An experimental vaccine that could eliminate the deadly parasite that causes malaria was announced in the U.S. today.
The vaccine, which so far has only been tested in mice, would not offer people immunity like most regular shots.
Instead, the goal is to use the blood of a vaccinated person to kill immature malaria parasites inside the mosquitoes that host the parasite and allow it to spread.
That could effectively prevent the mosquitoes from further spreading malaria.
"It's a transmission-blocking vaccine that attempts to get rid of the parasite reservoir inside its mosquito host," explained Owen Rennert, scientific director of the U.S. National Institute of Child Health and Human Development.
Borne by mosquitoes, malaria afflicts mainly people in the tropical parts of Africa, Asia and South and Central America, and kills up to three million people a year, many of them children.

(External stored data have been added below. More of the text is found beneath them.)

// SPDX-FileCopyrightText: 2026 Peerwarden Contributors
// SPDX-License-Identifier: MIT OR Apache-2.0

//! Mock messaging gateway for deterministic testing.
//!
//! `MockGateway` implements `MessagingGateway` with injectable inbound
//! events and captured outbound traffic for assertion in tests.

use std::collections::{HashSet, VecDeque};
use std::sync::Arc;
use std::sync::atomic::{AtomicBool, AtomicI32, Ordering};

use async_trait::async_trait;
use tokio::sync::{Mutex, Notify};

use peerwarden_core::{
    AdapterType, HealthStatus, InboundEvent, MessagingGateway, OutboundMessage, PeerwardenError,
    PluginAdapter,
};

/// A mock messaging gateway.
///
/// - **inbound**: events injected via `inject()` are returned by `receive()`
/// - **sent**: messages passed to `send()` are captured with their ids
/// - **deleted** / **answered**: every delete and callback answer is recorded
///
/// After `close()`, `receive()` drains what is queued and then fails the way
/// a disconnected platform would.
pub struct MockGateway {
    inbound: Arc<Mutex<VecDeque<InboundEvent>>>,
    sent: Arc<Mutex<Vec<(i32, OutboundMessage)>>>,
    deleted: Arc<Mutex<Vec<(i64, i32)>>>,
    answered: Arc<Mutex<Vec<String>>>,
    failing_chats: Arc<Mutex<HashSet<i64>>>,
    notify: Arc<Notify>,
    closed: AtomicBool,
    next_id: AtomicI32,
}

impl MockGateway {
    pub fn new() -> Self {
        Self {
            inbound: Arc::new(Mutex::new(VecDeque::new())),
            sent: Arc::new(Mutex::new(Vec::new())),
            deleted: Arc::new(Mutex::new(Vec::new())),
            answered: Arc::new(Mutex::new(Vec::new())),
            failing_chats: Arc::new(Mutex::new(HashSet::new())),
            notify: Arc::new(Notify::new()),
            closed: AtomicBool::new(false),
            next_id: AtomicI32::new(1000),
        }
    }

    /// Queue an inbound event. The next call to `receive()` returns it.
    pub async fn inject(&self, event: InboundEvent) {
        self.inbound.lock().await.push_back(event);
        self.notify.notify_one();
    }

    /// Make `receive()` fail once the queue is empty.
    pub fn close(&self) {
        self.closed.store(true, Ordering::SeqCst);
        self.notify.notify_one();
    }

    /// Make every `send()` to `chat_id` fail.
    pub async fn fail_sends_to(&self, chat_id: i64) {
        self.failing_chats.lock().await.insert(chat_id);
    }

    pub async fn sent_messages(&self) -> Vec<OutboundMessage> {
        self.sent.lock().await.iter().map(|(_, m)| m.clone()).collect()
    }

    /// Sent messages paired with the ids `send()` returned.
    pub async fn sent_with_ids(&self) -> Vec<(i32, OutboundMessage)> {
        self.sent.lock().await.clone()
    }

    pub async fn sent_to(&self, chat_id: i64) -> Vec<OutboundMessage> {
        self.sent
            .lock()
            .await
            .iter()
            .filter(|(_, m)| m.chat_id == chat_id)
            .map(|(_, m)| m.clone())
            .collect()
    }

    /// Text of the most recent message sent to `chat_id`.
    pub async fn last_text_to(&self, chat_id: i64) -> Option<String> {
        self.sent
            .lock()
            .await
            .iter()
            .rev()
            .find(|(_, m)| m.chat_id == chat_id)
            .map(|(_, m)| m.text.clone())
    }

    pub async fn sent_count(&self) -> usize {
        self.sent.lock().await.len()
    }

    pub async fn clear_sent(&self) {
        self.sent.lock().await.clear();
    }

    pub async fn deleted_messages(&self) -> Vec<(i64, i32)> {
        self.deleted.lock().await.clone()
    }

    pub async fn answered_callbacks(&self) -> Vec<String> {
        self.answered.lock().await.clone()
    }
}

impl Default for MockGateway {
    fn default() -> Self {
        Self::new()
    }
}

#[async_trait]
impl PluginAdapter for MockGateway {
    fn name(&self) -> &str {
        "mock-gateway"
    }

    fn version(&self) -> semver::Version {
        semver::Version::new(0, 1, 0)
    }

    fn adapter_type(&self) -> AdapterType {
        AdapterType::Channel
    }

    async fn health_check(&self) -> Result<HealthStatus, PeerwardenError> {
        Ok(HealthStatus::Healthy)
    }

    async fn shutdown(&self) -> Result<(), PeerwardenError> {
        self.close();
        Ok(())
    }
}

#[async_trait]
impl MessagingGateway for MockGateway {
    async fn connect(&mut self) -> Result<(), PeerwardenError> {
        Ok(())
    }

    async fn send(&self, msg: OutboundMessage) -> Result<i32, PeerwardenError> {
        if self.failing_chats.lock().await.contains(&msg.chat_id) {
            return Err(PeerwardenError::channel(format!(
                "chat {} unreachable",
                msg.chat_id
            )));
        }
        let id = self.next_id.fetch_add(1, Ordering::SeqCst);
        self.sent.lock().await.push((id, msg));
        Ok(id)
    }

    async fn delete_message(&self, chat_id: i64, message_id: i32) -> Result<(), PeerwardenError> {
        self.deleted.lock().await.push((chat_id, message_id));
        Ok(())
    }

    async fn answer_callback(&self, callback_id: &str) -> Result<(), PeerwardenError> {
        self.answered.lock().await.push(callback_id.to_string());
        Ok(())
    }

    async fn receive(&self) -> Result<InboundEvent, PeerwardenError> {
        loop {
            {
                let mut queue = self.inbound.lock().await;
                if let Some(event) = queue.pop_front() {
                    return Ok(event);
                }
            }
            if self.closed.load(Ordering::SeqCst) {
                return Err(PeerwardenError::channel("mock gateway closed"));
            }
            self.notify.notified().await;
        }
    }
}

Scientists have spent decades searching for a way to prevent the disease.
But numerous experimental vaccines tried against the form of the Plasmodium falciparum parasite that resides in humans have been unsuccessful, or produced only limited immunity.
Plasmodium falciparum incites the most deadly of several forms of malaria, all caused by parasites from the Plasmodium genus.
In this study, reported in the Proceedings of the National Academy of Sciences, the scientists decided to go after the early-stage form of the parasite living in the gut of the mosquito, before it matures and transfers to humans through bites from its mosquito host.
The researchers created a vaccine using a 'souped-up' version of a protein taken from the malaria parasite, and injected it into mice to create antibodies.
When serum was taken from the mice several months later and mixed in a test tube with the parasite cells, the mouse antibodies prevented the parasite cells from developing, effectively ending their life cycle.
A vaccine made in this way would not offer humans a first-line of defense against the disease, Rennert said. The vaccinated person would still likely be infected by the mature parasite when first bitten by the mosquito.
But in feeding on their blood, the mosquito would absorb antibodies from the vaccine that would wipe out the immature Plasmodium cells inside the insect's gut.
The result, they hope, could be to reduce the number of malaria cases down the line, as growth and transmission of the parasite is stifled.
But scientists at the National Institutes of Health, which includes the Child Health and Human Development institute, are also looking at ways to combine this vaccine with one of the experimental vaccines that offer direct protection from infection.